Reputation: 11
I need to Extract paragraphs containing a particular string from a group of paragraph having all paragraphs with same start and end
for example: In the below text, all the paragraphs' first line starts with "Thread" and last line starts with "Breadcrumb", Now I want to extract only those paragraphs which contains "string_to_be_searched"
Thread 1398 (Thread name)
data...
Breadcrumb: some alpha numeric data
Thread 1398 (Thread name)
data...
string_to_be_searched
Breadcrumb: some alpha numeric data
Thread 1398 (Thread name)
data...
Breadcrumb: some alpha numeric data
Thread 1398 (Thread name)
data...
string_to_be_searched
Breadcrumb: some alpha numeric data
Thread 1398 (Thread name)
data...
Breadcrumb: some alpha numeric data
I have tried it using a regular expression but when I try it without g option it gives me first two threads and when I do it with g it gives me first 4 threads, instead it should give me only 2nd and 3rd thread.

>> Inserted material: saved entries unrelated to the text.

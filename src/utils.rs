/// Rewrites a protocol-relative URL (`//host/path`) to HTTPS; anything else passes through
pub fn normalize_link(link: &str) -> String {
    if link.starts_with("//") {
        format!("https:{}", link)
    } else {
        link.to_string()
    }
}

/// Collapses runs of whitespace into single spaces and trims the ends
pub fn collapse_whitespace(text: &str) -> String {
    text.split_whitespace().collect::<Vec<_>>().join(" ")
}

/// Convert a search query to a sanitized filename stem
pub fn sanitize_filename(query: &str) -> String {
    let mut name = collapse_whitespace(query).replace(' ', "_");
    name = name.replace(['/', '\\', ':', '?', '&', '=', '#', '%', '*', '"', '<', '>', '|'], "_");

    if name.is_empty() {
        return "listing".to_string();
    }

    // Limit filename length
    if name.chars().count() > 100 {
        name.chars().take(100).collect()
    } else {
        name
    }
}
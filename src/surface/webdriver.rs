use crate::config::ListingConfig;
use crate::error::{Result, ScrapeError};
use crate::surface::RenderSurface;
use async_trait::async_trait;
use fantoccini::elements::Element;
use fantoccini::error::CmdError;
use fantoccini::key::Key;
use fantoccini::{Client, ClientBuilder, Locator};
use serde_json::{Map, Value, json};
use std::time::Duration;

/// Common alternative endpoints tried when the configured one refuses
const FALLBACK_WEBDRIVER_URLS: [&str; 4] = [
    "http://localhost:9515", // ChromeDriver default
    "http://localhost:4723", // Appium default
    "http://localhost:9222", // Chrome debug port default
    "http://127.0.0.1:4444", // Try with IP instead of localhost
];

/// Rendering surface backed by a WebDriver session
pub struct WebDriverSurface {
    client: Client,
}

impl WebDriverSurface {
    /// Connects to the configured WebDriver, falling back to common local endpoints
    pub async fn connect(config: &ListingConfig) -> Result<Self> {
        let capabilities = chrome_capabilities(config);

        match connect_once(&config.webdriver_url, &capabilities).await {
            Ok(client) => {
                ::log::debug!("Connected to WebDriver at {}", config.webdriver_url);
                return Ok(Self { client });
            }
            Err(e) => {
                ::log::error!(
                    "Failed to connect to WebDriver at {}: {}",
                    config.webdriver_url,
                    e
                );
            }
        }

        for url in FALLBACK_WEBDRIVER_URLS.iter() {
            if *url == config.webdriver_url {
                continue;
            }

            ::log::info!("Trying fallback WebDriver URL: {}", url);
            if let Ok(client) = connect_once(url, &capabilities).await {
                ::log::debug!("Connected to fallback WebDriver at {}", url);
                return Ok(Self { client });
            }
        }

        ::log::error!(
            "Make sure a WebDriver server is running or set the WEBDRIVER_URL environment variable"
        );
        Err(ScrapeError::Driver(format!(
            "no WebDriver server reachable at {} or fallbacks",
            config.webdriver_url
        )))
    }
}

async fn connect_once(url: &str, capabilities: &Map<String, Value>) -> Result<Client> {
    let client = ClientBuilder::native()
        .capabilities(capabilities.clone())
        .connect(url)
        .await?;
    Ok(client)
}

/// Chrome flags used for every session
fn chrome_capabilities(config: &ListingConfig) -> Map<String, Value> {
    let mut args = vec![
        "--disable-gpu".to_string(),
        "--start-maximized".to_string(),
        "--log-level=3".to_string(),
        format!("--user-agent={}", config.user_agent),
    ];
    if config.headless {
        args.push("--headless=new".to_string());
    }

    let mut capabilities = Map::new();
    capabilities.insert("goog:chromeOptions".to_string(), json!({ "args": args }));
    capabilities
}

#[async_trait]
impl RenderSurface for WebDriverSurface {
    type Element = Element;

    async fn navigate(&self, url: &str) -> Result<()> {
        self.client.goto(url).await?;
        Ok(())
    }

    async fn execute_script(&self, script: &str, args: Vec<Value>) -> Result<Value> {
        Ok(self.client.execute(script, args).await?)
    }

    async fn current_markup(&self) -> Result<String> {
        Ok(self.client.source().await?)
    }

    async fn wait_for(&self, selector: &str, within: Duration) -> Result<Option<Element>> {
        match self
            .client
            .wait()
            .at_most(within)
            .for_element(Locator::Css(selector))
            .await
        {
            Ok(element) => Ok(Some(element)),
            Err(CmdError::WaitTimeout) => Ok(None),
            Err(e) if e.is_no_such_element() => Ok(None),
            Err(e) => Err(e.into()),
        }
    }

    async fn type_and_submit(&self, element: &Element, text: &str) -> Result<()> {
        element.clear().await?;
        element.send_keys(text).await?;
        element.send_keys(&char::from(Key::Enter).to_string()).await?;
        Ok(())
    }

    async fn activate(&self, element: &Element) -> Result<()> {
        let handle =
            serde_json::to_value(element).map_err(|e| ScrapeError::Driver(e.to_string()))?;
        self.client
            .execute("arguments[0].click();", vec![handle])
            .await?;
        Ok(())
    }

    async fn release(&self) -> Result<()> {
        self.client.clone().close().await?;
        Ok(())
    }
}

var re = /(Thread[\s\S]*?sys_mlock[\s\S]*?Bread.*)/m;
Problem Demo: https://regex101.com/r/nR3qG9/2
Upvotes: 1
Views: 111
Reputation: 785481
You can use this lookahead based regex:
/(\bThread ((?!\bBread)[\s\S])*string_to_be_searched((?!\bBread)[\s\S])*Bread.*)/g
((?!\bBread)[\s\S])*
is the key here which means match 0 or more characters (including newlines) that are not followed by another Bread
pattern (your end block).
Upvotes: 1